Here’s what he shared to the publication, “I think it is extremely unethical, off the charts unethical, for her to share a personal text with a newspaper,’’ Benton said. “She had no business sharing that. I was speaking with my representative and senators as a constituent not as an employee of the federal government. That’s not my role. I did it solely as a constituent. There was no threat in the text whatsoever. It was just a statement of disappointment as my representative that Lynda could support something like that.’’
Now, I don’t know why those four state Senators decided to vote against the bridge bill Benton tried to kill. They could have a myriad of reasons. One of them, Sen. Doug Ericksen, who represents Whatcom County, now works with Benton at the Environmental Protection Agency in Washington, D.C.

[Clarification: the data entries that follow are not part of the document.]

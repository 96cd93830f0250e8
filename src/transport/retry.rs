use crate::foundation::error::{LuminaError, LuminaResult};
use crate::transport::command::BridgeCommand;
use serde::{Deserialize, Serialize};
use std::time::Duration;

/// Why a single send attempt failed.
#[derive(thiserror::Error, Debug, Clone, PartialEq)]
pub enum TransportFailure {
    /// The controller or bridge could not be reached.
    #[error("unreachable: {0}")]
    Unreachable(String),

    /// No response within the transport's timeout.
    #[error("timed out")]
    Timeout,

    /// The controller answered with a non-success HTTP status.
    #[error("http status {0}")]
    Status(u16),

    /// The command itself is unusable; retrying cannot help.
    #[error("invalid command: {0}")]
    Invalid(String),
}

impl TransportFailure {
    /// Whether another attempt could succeed.
    pub fn is_retryable(&self) -> bool {
        match self {
            Self::Unreachable(_) | Self::Timeout => true,
            Self::Status(code) => *code >= 500 || *code == 408 || *code == 429,
            Self::Invalid(_) => false,
        }
    }
}

/// Something that can carry a [`BridgeCommand`] to a controller.
pub trait DeviceTransport {
    /// Make one attempt, returning the controller's JSON response.
    fn send(&mut self, command: &BridgeCommand) -> Result<serde_json::Value, TransportFailure>;
}

/// Bounded exponential backoff.
#[derive(Debug, Clone, PartialEq, Serialize, Deserialize)]
#[serde(default, rename_all = "camelCase")]
pub struct RetryPolicy {
    /// Total attempts including the first; zero behaves like one.
    pub max_attempts: u32,
    /// Wait before the second attempt.
    pub initial_backoff_ms: u64,
    /// Growth factor between consecutive waits.
    pub multiplier: f64,
    /// Upper bound on any single wait.
    pub max_backoff_ms: u64,
}

impl Default for RetryPolicy {
    fn default() -> Self {
        Self {
            max_attempts: 3,
            initial_backoff_ms: 250,
            multiplier: 2.0,
            max_backoff_ms: 2_000,
        }
    }
}

impl RetryPolicy {
    /// Single attempt, no waiting.
    pub fn no_retry() -> Self {
        Self {
            max_attempts: 1,
            ..Self::default()
        }
    }

    /// Wait after failed attempt number `attempt` (1-based).
    pub fn backoff(&self, attempt: u32) -> Duration {
        let exp = i32::try_from(attempt.saturating_sub(1)).unwrap_or(i32::MAX);
        let ms = self.initial_backoff_ms as f64 * self.multiplier.max(1.0).powi(exp);
        let capped = ms.min(self.max_backoff_ms as f64);
        Duration::from_millis(capped as u64)
    }
}

/// Outcome of [`deliver`].
#[derive(Debug, Clone, PartialEq)]
pub struct DeliveryReport {
    /// Attempts actually made.
    pub attempts: u32,
    pub succeeded: bool,
    /// Controller response of the successful attempt.
    pub response: Option<serde_json::Value>,
    /// Failure of the last attempt, when none succeeded.
    pub last_error: Option<TransportFailure>,
}

impl DeliveryReport {
    /// Response on success, [`LuminaError::Transport`] otherwise.
    pub fn into_result(self) -> LuminaResult<serde_json::Value> {
        match (self.succeeded, self.last_error) {
            (true, _) => Ok(self.response.unwrap_or(serde_json::Value::Null)),
            (false, Some(e)) => Err(LuminaError::transport(format!(
                "delivery failed after {} attempt(s): {e}",
                self.attempts
            ))),
            (false, None) => Err(LuminaError::transport("delivery failed")),
        }
    }
}

/// Send `command` through `transport`, retrying retryable failures per `policy`.
///
/// A command without a controller address fails before any attempt is made.
#[tracing::instrument(
    skip_all,
    fields(action = command.kind.action(), ip = command.controller_ip.as_str())
)]
pub fn deliver<T: DeviceTransport + ?Sized>(
    transport: &mut T,
    command: &BridgeCommand,
    policy: &RetryPolicy,
) -> DeliveryReport {
    deliver_with(transport, command, policy, std::thread::sleep)
}

pub(crate) fn deliver_with<T, S>(
    transport: &mut T,
    command: &BridgeCommand,
    policy: &RetryPolicy,
    mut sleep: S,
) -> DeliveryReport
where
    T: DeviceTransport + ?Sized,
    S: FnMut(Duration),
{
    if command.controller_ip.trim().is_empty() {
        return DeliveryReport {
            attempts: 0,
            succeeded: false,
            response: None,
            last_error: Some(TransportFailure::Invalid("no controller address".to_string())),
        };
    }

    let max = policy.max_attempts.max(1);
    let mut attempt = 0;
    loop {
        attempt += 1;
        match transport.send(command) {
            Ok(response) => {
                tracing::debug!(attempt, "delivered");
                return DeliveryReport {
                    attempts: attempt,
                    succeeded: true,
                    response: Some(response),
                    last_error: None,
                };
            }
            Err(e) if attempt >= max || !e.is_retryable() => {
                tracing::warn!(attempt, error = %e, "send failed, giving up");
                return DeliveryReport {
                    attempts: attempt,
                    succeeded: false,
                    response: None,
                    last_error: Some(e),
                };
            }
            Err(e) => {
                let wait = policy.backoff(attempt);
                tracing::warn!(
                    attempt,
                    error = %e,
                    wait_ms = wait.as_millis() as u64,
                    "send failed, retrying"
                );
                sleep(wait);
            }
        }
    }
}

/// In-memory transport for tests and dry runs.
///
/// Fails the first `failures` sends with [`TransportFailure::Unreachable`], then answers
/// `{"success": true}`.
#[derive(Debug, Default)]
pub struct InMemoryTransport {
    failures: u32,
    sent: Vec<BridgeCommand>,
}

impl InMemoryTransport {
    pub fn new() -> Self {
        Self::default()
    }

    /// Transport whose first `failures` sends fail.
    pub fn failing(failures: u32) -> Self {
        Self {
            failures,
            sent: Vec::new(),
        }
    }

    /// Every command passed to `send`, failed attempts included.
    pub fn sent(&self) -> &[BridgeCommand] {
        &self.sent
    }
}

impl DeviceTransport for InMemoryTransport {
    fn send(&mut self, command: &BridgeCommand) -> Result<serde_json::Value, TransportFailure> {
        self.sent.push(command.clone());
        if self.failures > 0 {
            self.failures -= 1;
            return Err(TransportFailure::Unreachable(command.url()));
        }
        Ok(serde_json::json!({ "success": true }))
    }
}

#[cfg(test)]
#[path = "../../tests/unit/transport/retry.rs"]
mod tests;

But what I do know is Benton tried to kill the bill. And being a former state Senator, a current senior White House adviser and someone who made numerous calls to try and derail the legislative, it’s a stretch to say he’s merely “a constituent” when it comes to this issue.
It’s also interesting he decided to call Sen. Wilson out in the Clark County Today story, despite The Columbian’s story quoting four lawmakers saying the same thing about Benton.
And for the record, Sen. Wilson did not share her text with The Columbian. When she was called, she simply confirmed Benton texted her – as did the handful of other legislators quoted in The Columbian’s story. She declined to show the actual text when asked.
Despite Benton’s efforts, the bill sailed out of the Senate and is currently in the House.